Just seen a cuppla hundred on the local shit pond bank.

Might have too pop a paper bag or something before we get going :Grin:  It will be something but might be louder than a paper bag :Wtfsmilie:

----------


## Dundee

Crop of barley has been harvested well half of it  :Grin:  Bring on the Parries. Only saw 5 at the river tonight. 

If the parries spread the word about this harvest should be an interesting fortnight depending on the cockys next move of course.

----------


## Rushy

Dundee do you just breast the Parries or do you take the whole bird?

----------


## Dundee

Just the breasts :Psmiley:

----------


## Dundee

Just got back the buggers were all sitting in a paddock with no way to stalk them.

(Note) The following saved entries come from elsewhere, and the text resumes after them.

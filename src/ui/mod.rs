//! View components: renderers, the collection view, the toolbar, and the
//! file chooser. Everything here consumes the observable models in
//! `crate::state` and produces iced widgets on demand.

pub mod chooser;
pub mod collection_view;
pub mod renderer;
pub mod toolbar;

pub use chooser::{FileChooser, FileDescriptor};
pub use collection_view::ImageCollectionView;
pub use renderer::{ImageRenderer, ImageRendererFactory, ThumbnailRendererFactory};
pub use toolbar::{Toolbar, ToolbarEvent};

use iced::widget::{button, row, text};
use iced::Element;

use crate::state::MAX_RATING;

/// How the collection is laid out on screen.
#[derive(Debug, Clone, Copy, PartialEq, Eq)]
pub enum ViewType {
    Grid,
    List,
}

/// A row of five clickable stars showing `rating` filled. Used both by the
/// image renderers (rate a photo) and by the toolbar (rating filter).
pub fn star_row<'a, Message: Clone + 'a>(
    rating: u8,
    on_press: impl Fn(u8) -> Message + 'a,
) -> Element<'a, Message> {
    let mut stars = row![].spacing(2);
    for star in 1..=MAX_RATING {
        let label = if star <= rating { "★" } else { "☆" };
        stars = stars.push(
            button(text(label).size(18))
                .style(button::text)
                .padding(2)
                .on_press(on_press(star)),
        );
    }
    stars.into()
}
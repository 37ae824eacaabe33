//! Error taxonomy for the application.
//!
//! Only two kinds of failure exist: contract violations (`InvalidArgument`),
//! which are programmer errors and surface loudly at the violating call, and
//! storage failures. Missing or malformed persisted data is *not* an error;
//! the library degrades to an empty collection instead.

use thiserror::Error;

#[derive(Debug, Error)]
pub enum FotagError {
    /// A caller violated an API contract, e.g. a rating outside 0..=5.
    #[error("invalid argument: {0}")]
    InvalidArgument(String),

    /// The catalog database could not be opened or written.
    #[error("catalog storage error: {0}")]
    Storage(#[from] rusqlite::Error),

    /// The collection could not be serialized for storage.
    #[error("catalog serialization error: {0}")]
    Serialization(#[from] serde_json::Error),
}

pub type Result<T> = std::result::Result<T, FotagError>;
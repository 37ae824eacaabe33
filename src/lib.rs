//! Fotag: a small native photo organizer.
//!
//! Users import images from disk, view them in a grid or list, rate them
//! 1-5 stars, and filter by rating. The collection persists locally in a
//! SQLite catalog. The design core is an observable model layer
//! (`state`) fanned out to view components (`ui`) through synchronous
//! listener notifications, with the iced application (`app`) as the
//! wiring between the two.

pub mod app;
pub mod error;
pub mod state;
pub mod ui;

I managed one drake will have another crack at then tonight.
Cattle and sheep in harvested barley paddock so its good the parries haven't found it yet.

----------


## Chris

Situation like that I send the dog to flush them ,then call them .They generally come straight to the call, don't seem to associate dog with gun. Works most of time & if out in middle of an open paddock not easy to get near them .
Another trick is to just walk straight towards them ,they will often try to fly back past you .

----------


## Dundee

Turned out an alright day :Grin:  One parrie drake earlier today as you might have seen :ORLY: 

Then headed down to the river with my silos

Poked them in the river and nearbye and went for a bit of a fish,gun slung over shoulder few birds flying around.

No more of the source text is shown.